希臘ぎりしあなら殿から頂いた書物で少しだけ学んだでゴザル。」

「漢字で表記すな。」

「西欧の国ですか。あまり交流がなかったのでよく知らないですね。」

「スパルタっていうやべー戦闘集団を率いてた将軍だよ。」

「戦闘集団でゴザルか。島津のところの軍と、どちらが強いか気になるとことでゴザル。」

「そういや、日本にも戦闘民族がいたな・・・」


 ※


「君たち、もしかして地球から来た者か?」


 見知らぬ少女が話しかけてくる。


「え、もしかして、転移者?」

「やはり、君たちもか。私はこの世界には来たばかりでな。少し情報提供してもらっても良いだろうか?」


 非常に落ちつているが、非常に若く見える。何よりテレビで見るような美少女だ。身長は160cm半ば、黒髪の長髪をローポニーテールでまとめ、軍服のような物を着ている。


「君たちもってことは、君も地球から転移してきたのか?」

「そうだ。西暦でいうと、2130年ごろだ。君たちは?」


 西暦2130年・・・自分がいた時代とは更に未来から来たらしい。


「俺は、西暦でいうと2040年だ。」

「拙者は、天正10年でゴザル。」

「私は、建安17年です。」

「すまないが、暦を統一してもらっていいか?」気持ちはわかるが


 ※


「失礼、名を名乗るのを忘れていた。私はミト。ひと月ほど前にこちらに飛ばされ、現状を把握するために、色々と情報収集をしていたところなのだ。」

「俺は柳だ。まあ、しがない公務員をやっていた。」

「拙者は弥助。侍でゴザル。」

「私は荀彧と申します。魏という国で軍師を仰せつかっておりました。現在は、ここツェルンの軍会議で本部指揮を執っています。」


 なんか、俺だけ自己紹介弱くない?


「ほう、弥助に荀彧・・・両名とも歴史に名を残している著名人ではないか。」


 やめろ、悲しくなるだろ。


「それにしても、随分詳しいな。そういった仕事をしていたのか?」


 若い割に、自分がいた時代よりも100年も先から来た女の子が、特に弥助なんていうマニアックな侍をよく知っていたもんだ。


「仕事柄、というのは若干語弊があるが、諜報活動のためには、地球史、特に戦争史については詳しくならねばならないからな。」

「若いのに大したもんだな・・・相当勉強したんだろう?」

「いや?歴史書のデータを脳にコピーするだけだ。」5分で終わるぞ

「未来人!!」


 ※


「レオニダス王か。3000年経っても書物に名を残すほど蛮勇だが、まさか異世界でもその力は通用するのか。挙兵して一国を落とすとは、恐ろしい力だな。」


 魔法という地球にはない未知の力がある以上、地球での常識は通じなかったはずだ。しかし、レオニダスはそのハンデすら乗り越えたことになる。むしろ、魔法をうまく利用したということだろう。一応、こちらの世界に飛ばされてきた俺や弥助、ジュンさんも少なからず魔法は使える。
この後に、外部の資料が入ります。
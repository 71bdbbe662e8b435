use crate::error::CacheError;
use crate::listener::{EntryEvent, EventType, ListenerConfig};
use crate::loader::CacheLoader;
use crate::pipeline::{
  self, GET_AND_PUT_RULE, GET_AND_REMOVE_RULE, LOAD_RULE, PUT_IF_ABSENT_RULE, PUT_RULE,
  REMOVE_RULE, REPLACE_RULE,
};
use crate::shared::CacheShared;
use crate::stats::StatsSnapshot;
use crate::store::{ChangeStatus, Mutation, ReadOutcome};

use std::collections::HashMap;
use std::hash::{BuildHasher, Hash};
use std::sync::atomic::Ordering;
use std::sync::Arc;

/// A thread-safe, bounded key-value cache with per-entry expiration,
/// optional read-through loading and write-through persistence, and an
/// observable stream of entry lifecycle events.
///
/// Handles are cheap to clone and share one underlying cache. Every
/// operation fails with [`CacheError::Closed`] once [`Cache::close`] ran.
#[derive(Debug)]
pub struct Cache<K, V, H = ahash::RandomState> {
  pub(crate) shared: Arc<CacheShared<K, V, H>>,
}

impl<K, V, H> Clone for Cache<K, V, H> {
  fn clone(&self) -> Self {
    Self {
      shared: self.shared.clone(),
    }
  }
}

impl<K, V, H> Cache<K, V, H>
where
  K: Eq + Hash + Clone + Send + Sync + 'static,
  V: Send + Sync + 'static,
  H: BuildHasher + Clone + Send + Sync + 'static,
{
  #[inline]
  fn ensure_open(&self) -> Result<(), CacheError> {
    if self.shared.is_open() {
      Ok(())
    } else {
      Err(CacheError::Closed)
    }
  }

  /// Retrieves the value for a key.
  ///
  /// An entry whose expiry time has passed is treated as absent: it is
  /// retired, an `Expired` event fires, and when a loader is configured the
  /// read falls through to it.
  pub fn get(&self, key: &K) -> Result<Option<Arc<V>>, CacheError> {
    self.ensure_open()?;

    let expiry = self.shared.expiry.clone();
    let outcome = self
      .shared
      .store
      .read(key, |now, current| expiry.expiry_for_access(now, current));

    match outcome {
      ReadOutcome::Hit(value) => {
        self.shared.stats.hits.fetch_add(1, Ordering::Relaxed);
        Ok(Some(value))
      }
      ReadOutcome::Miss { expired_old } => {
        if let Some(old) = expired_old {
          self.shared.stats.expiries.fetch_add(1, Ordering::Relaxed);
          if self.shared.registry.has_listener_for(EventType::Expired) {
            self
              .shared
              .registry
              .dispatch(EntryEvent::expired(key.clone(), old), false);
          }
        }
        self.shared.stats.misses.fetch_add(1, Ordering::Relaxed);

        match self.shared.loader.clone() {
          Some(loader) => self.load_through(key, &*loader),
          None => Ok(None),
        }
      }
    }
  }

  /// Retrieves the values for all given keys. Missing keys are simply
  /// absent from the result; with a loader configured they are loaded
  /// one by one.
  pub fn get_all(
    &self,
    keys: impl IntoIterator<Item = K>,
  ) -> Result<HashMap<K, Arc<V>>, CacheError> {
    let mut found = HashMap::new();
    for key in keys {
      if let Some(value) = self.get(&key)? {
        found.insert(key, value);
      }
    }
    Ok(found)
  }

  /// Runs the configured loader for a missed key and installs the result.
  /// The install goes through the regular compose path, so a racing writer
  /// wins cleanly and the install emits `Created` only when it actually
  /// created the entry.
  fn load_through(
    &self,
    key: &K,
    loader: &dyn CacheLoader<K, V>,
  ) -> Result<Option<Arc<V>>, CacheError> {
    let loaded = loader.load(key).map_err(CacheError::Loader)?;
    let Some(value) = loaded else {
      return Ok(None);
    };

    let expiry = self.shared.expiry.clone();
    let outcome = pipeline::execute(
      &self.shared,
      key,
      move |now, current| match current {
        None => Mutation::Insert(value, expiry.expiry_for_creation(now)),
        Some(_) => Mutation::Keep,
      },
      &LOAD_RULE,
    )?;
    Ok(outcome.new_value.or(outcome.old_value))
  }

  /// Associates `value` with `key`, replacing any previous value.
  pub fn put(&self, key: K, value: V) -> Result<(), CacheError> {
    self.ensure_open()?;
    let expiry = self.shared.expiry.clone();
    pipeline::execute(
      &self.shared,
      &key,
      move |now, current| match current {
        None => Mutation::Insert(value, expiry.expiry_for_creation(now)),
        Some(entry) => {
          let expires_at = expiry
            .expiry_for_update(now, entry.expires_at())
            .unwrap_or_else(|| entry.expires_at());
          Mutation::Replace(value, expires_at)
        }
      },
      &PUT_RULE,
    )?;
    Ok(())
  }

  /// Associates `value` with `key` and returns the previous value, if any.
  pub fn get_and_put(&self, key: K, value: V) -> Result<Option<Arc<V>>, CacheError> {
    self.ensure_open()?;
    let expiry = self.shared.expiry.clone();
    let outcome = pipeline::execute(
      &self.shared,
      &key,
      move |now, current| match current {
        None => Mutation::Insert(value, expiry.expiry_for_creation(now)),
        Some(entry) => {
          let expires_at = expiry
            .expiry_for_update(now, entry.expires_at())
            .unwrap_or_else(|| entry.expires_at());
          Mutation::Replace(value, expires_at)
        }
      },
      &GET_AND_PUT_RULE,
    )?;
    Ok(outcome.old_value)
  }

  /// Stores every entry of the iterator. Equivalent to repeated `put`;
  /// events fire per key, and the first writer failure aborts the rest.
  pub fn put_all(&self, entries: impl IntoIterator<Item = (K, V)>) -> Result<(), CacheError> {
    for (key, value) in entries {
      self.put(key, value)?;
    }
    Ok(())
  }

  /// Associates `value` with `key` only if the key has no live entry.
  /// Returns `true` when the value was installed.
  pub fn put_if_absent(&self, key: K, value: V) -> Result<bool, CacheError> {
    self.ensure_open()?;
    let expiry = self.shared.expiry.clone();
    let outcome = pipeline::execute(
      &self.shared,
      &key,
      move |now, current| match current {
        None => Mutation::Insert(value, expiry.expiry_for_creation(now)),
        Some(_) => Mutation::Keep,
      },
      &PUT_IF_ABSENT_RULE,
    )?;
    Ok(outcome.status == ChangeStatus::Created)
  }

  /// Replaces the value for `key` only if a live entry exists. Returns
  /// `true` when the value was replaced.
  pub fn replace(&self, key: &K, value: V) -> Result<bool, CacheError> {
    self.ensure_open()?;
    let outcome = self.replace_outcome(key, value)?;
    Ok(outcome == ChangeStatus::Changed)
  }

  /// Replaces the value for `key` and returns the previous value, if a live
  /// entry existed.
  pub fn get_and_replace(&self, key: &K, value: V) -> Result<Option<Arc<V>>, CacheError> {
    self.ensure_open()?;
    let expiry = self.shared.expiry.clone();
    let outcome = pipeline::execute(
      &self.shared,
      key,
      move |now, current| match current {
        None => Mutation::Keep,
        Some(entry) => {
          let expires_at = expiry
            .expiry_for_update(now, entry.expires_at())
            .unwrap_or_else(|| entry.expires_at());
          Mutation::Replace(value, expires_at)
        }
      },
      &REPLACE_RULE,
    )?;
    Ok(match outcome.status {
      ChangeStatus::Changed => outcome.old_value,
      _ => None,
    })
  }

  fn replace_outcome(&self, key: &K, value: V) -> Result<ChangeStatus, CacheError> {
    let expiry = self.shared.expiry.clone();
    let outcome = pipeline::execute(
      &self.shared,
      key,
      move |now, current| match current {
        None => Mutation::Keep,
        Some(entry) => {
          let expires_at = expiry
            .expiry_for_update(now, entry.expires_at())
            .unwrap_or_else(|| entry.expires_at());
          Mutation::Replace(value, expires_at)
        }
      },
      &REPLACE_RULE,
    )?;
    Ok(outcome.status)
  }

  /// Removes the entry for `key`. Returns `true` when a live entry was
  /// removed.
  pub fn remove(&self, key: &K) -> Result<bool, CacheError> {
    self.ensure_open()?;
    let outcome = pipeline::execute(
      &self.shared,
      key,
      |_, current| match current {
        None => Mutation::Keep,
        Some(_) => Mutation::Remove,
      },
      &REMOVE_RULE,
    )?;
    Ok(outcome.status == ChangeStatus::Removed)
  }

  /// Removes the entry for `key` and returns its value, if a live entry
  /// existed.
  pub fn get_and_remove(&self, key: &K) -> Result<Option<Arc<V>>, CacheError> {
    self.ensure_open()?;
    let outcome = pipeline::execute(
      &self.shared,
      key,
      |_, current| match current {
        None => Mutation::Keep,
        Some(_) => Mutation::Remove,
      },
      &GET_AND_REMOVE_RULE,
    )?;
    Ok(match outcome.status {
      ChangeStatus::Removed => outcome.old_value,
      _ => None,
    })
  }

  /// Whether a live entry exists for `key`. Does not count as a lookup and
  /// does not refresh sliding expiries.
  pub fn contains_key(&self, key: &K) -> Result<bool, CacheError> {
    self.ensure_open()?;
    Ok(self.shared.store.contains_live(key))
  }

  /// Drops every entry without notifying listeners or touching counters.
  pub fn clear(&self) -> Result<(), CacheError> {
    self.ensure_open()?;
    self.shared.store.clear();
    Ok(())
  }

  /// Removes every entry, firing a `Removed` event per live entry (and an
  /// `Expired` event per entry whose deadline had already passed). With a
  /// writer configured, each removed key is deleted through it; the first
  /// writer failure is surfaced after the sweep finishes.
  pub fn remove_all(&self) -> Result<(), CacheError> {
    self.ensure_open()?;
    let (removed, expired) = self.shared.store.drain();

    let mut writer_error = None;
    if let Some(writer) = &self.shared.writer {
      for (key, _) in &removed {
        if let Err(err) = writer.delete(key) {
          writer_error.get_or_insert(err);
        }
      }
    }

    self
      .shared
      .stats
      .removals
      .fetch_add(removed.len() as u64, Ordering::Relaxed);
    self
      .shared
      .stats
      .expiries
      .fetch_add(expired.len() as u64, Ordering::Relaxed);

    if self.shared.registry.has_listener_for(EventType::Removed) {
      let events = removed
        .into_iter()
        .map(|(key, value)| EntryEvent::removed(key, value))
        .collect();
      self
        .shared
        .registry
        .dispatch_batch(events, EventType::Removed, false);
    }
    if self.shared.registry.has_listener_for(EventType::Expired) {
      let events = expired
        .into_iter()
        .map(|(key, value)| EntryEvent::expired(key, value))
        .collect();
      self
        .shared
        .registry
        .dispatch_batch(events, EventType::Expired, false);
    }

    match writer_error {
      Some(err) => Err(CacheError::Writer(err)),
      None => Ok(()),
    }
  }

  /// Removes the entries for the given keys, firing events per key.
  pub fn remove_keys(&self, keys: impl IntoIterator<Item = K>) -> Result<(), CacheError> {
    for key in keys {
      self.remove(&key)?;
    }
    Ok(())
  }

  /// Registers an entry listener. Registering the same listener instance a
  /// second time fails and leaves the first registration active.
  pub fn register_listener(&self, config: ListenerConfig<K, V>) -> Result<(), CacheError> {
    self.ensure_open()?;
    self.shared.registry.register(config)
  }

  /// Deregisters the listener registered with an equivalent config.
  /// Unknown configs are ignored.
  pub fn deregister_listener(&self, config: &ListenerConfig<K, V>) -> Result<(), CacheError> {
    self.ensure_open()?;
    self.shared.registry.deregister(config);
    Ok(())
  }

  /// A weakly consistent iterator over the live entries: a per-shard
  /// snapshot taken at call time, unaffected by later mutations.
  pub fn iter(&self) -> Result<Iter<K, V>, CacheError> {
    self.ensure_open()?;
    Ok(Iter {
      inner: self.shared.store.snapshot().into_iter(),
    })
  }

  /// The number of stored entries, including expired ones not yet retired.
  pub fn len(&self) -> usize {
    self.shared.store.len()
  }

  pub fn is_empty(&self) -> bool {
    self.len() == 0
  }

  /// A point-in-time snapshot of the cache's counters.
  pub fn stats(&self) -> StatsSnapshot {
    self.shared.stats.snapshot()
  }

  /// Closes the cache: stops the evictor, drains listener queues within the
  /// configured grace period, and fails all subsequent operations.
  /// Idempotent.
  pub fn close(&self) {
    self.shared.close();
  }

  /// Whether the cache is no longer open.
  pub fn is_closed(&self) -> bool {
    !self.shared.is_open()
  }
}

impl<K, V, H> Cache<K, V, H>
where
  K: Eq + Hash + Clone + Send + Sync + 'static,
  V: PartialEq + Send + Sync + 'static,
  H: BuildHasher + Clone + Send + Sync + 'static,
{
  /// Replaces the value for `key` only if the current value equals `old`.
  /// Returns `true` when the value was replaced.
  pub fn replace_if_equals(&self, key: &K, old: &V, new: V) -> Result<bool, CacheError> {
    self.ensure_open()?;
    let expiry = self.shared.expiry.clone();
    let outcome = pipeline::execute(
      &self.shared,
      key,
      move |now, current| match current {
        None => Mutation::Keep,
        Some(entry) if *entry.value() == *old => {
          let expires_at = expiry
            .expiry_for_update(now, entry.expires_at())
            .unwrap_or_else(|| entry.expires_at());
          Mutation::Replace(new, expires_at)
        }
        Some(_) => Mutation::KeepCasFailed,
      },
      &REPLACE_RULE,
    )?;
    Ok(outcome.status == ChangeStatus::Changed)
  }

  /// Removes the entry for `key` only if its current value equals `old`.
  /// Returns `true` when the entry was removed.
  pub fn remove_if_equals(&self, key: &K, old: &V) -> Result<bool, CacheError> {
    self.ensure_open()?;
    let outcome = pipeline::execute(
      &self.shared,
      key,
      |_, current| match current {
        None => Mutation::Keep,
        Some(entry) if *entry.value() == *old => Mutation::Remove,
        Some(_) => Mutation::KeepCasFailed,
      },
      &REMOVE_RULE,
    )?;
    Ok(outcome.status == ChangeStatus::Removed)
  }
}

/// A weakly consistent snapshot iterator over a cache's entries.
pub struct Iter<K, V> {
  inner: std::vec::IntoIter<(K, Arc<V>)>,
}

impl<K, V> Iterator for Iter<K, V> {
  type Item = (K, Arc<V>);

  fn next(&mut self) -> Option<Self::Item> {
    self.inner.next()
  }

  fn size_hint(&self) -> (usize, Option<usize>) {
    self.inner.size_hint()
  }
}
「そのレオニダス王君は、どのような人物だったので?」


 ジュンさんがレオニダスに興味津々のようだ。やはり、戦争の中で生きてきた英傑として血が騒ぐのだろう。


「ああ、レオニダス1世(古希: Λεωνίδας、ラテン文字転記:Leonidas I、 ?-紀元前480年、在位:紀元前489年 - 紀元前480年)は、アギス朝のスパルタ王である。第二次ペルシャ戦役中のテルモピュライの戦いに300人のスパルタ兵士と共に参戦し、20万人以上と伝えられるペルシア軍にも互角以上に渡り合い、最期は壮絶な死を遂げた。その名声はギリシア中に轟き、スパルタ随一の英雄とされた。」

「ウィキペディア!!」せめてカッコはしゃべるなよ


 ※


「しかし、ラームスがいくら小国とはいえ、こちらにきて間もない地球人が選挙するとは・・・末恐ろしい人材が転移してきたようですね。」

「オルスってどこの国の属国だったっけ?」


 グリゼリアには5つの大国がある。ジェノヴァ、ラムビア、ヤシヤ、アッファー、メラネシア。俺たちが拠点にしているツェルンはジェノヴァの属国だ。


「オルスは、ヤシヤの属国ですね。他の属国と少し距離があり、周囲が渓谷など険しい地形にあるので、救援などが間に合わなかったのかもしれません。」

「そもそも今はヤシヤが内部分裂の危機を抱えていて、非常に危うい状況なのだ。これを機に、地続きになっているジェノヴァとアッファーが攻め込む可能性がある。」

「ミトはやけに詳しいな。」

「ああ、職業柄というのもあるが、色々と気になることがあってな。」

「気になること?」


 俺が聞き返すと、ミトが俺たち三人の顔を見回す。


「ここ数年、地球人が多く、このグランゼリアに転移している。君たちも不思議に思わなかったか?」


 言われてみりゃ、確かにそうだな。


 ※


「確かに、ここにいる全員、同じ地球から転移してきてるでゴザルな。」

「それに、先ほどのレオニダスという者も地球人なのですよね。」

「私が現在持っている情報によれば、他にも確定で地球人が数人いる。しかも、そのどれもが、歴史に名を刻む者だ。」


 まるで地球人のバーゲンセールだな・・・

 それに、聞く限りは歴史的な人物が多い・・・まあ、無名な地球人はこちらにきても目立たずひっそりと暮らしているだけかもしれないが。


「どうしてそんなに地球人が来ているんだ?」


 転生ものの漫画やアニメは何度か見たことがあったが、確かに不思議な話だ。他の世界から来ても良さそうなもんだけど。まあ、地球人向けに書かれた物語なんだから、地球以外から転生させても異世界から異世界に転生することになる。だからなんだってストーリーになってしまうしな。


「それについてはある程度見当がついている。」


 俺も、残りの二人も黙ってミトの顔を見つめる。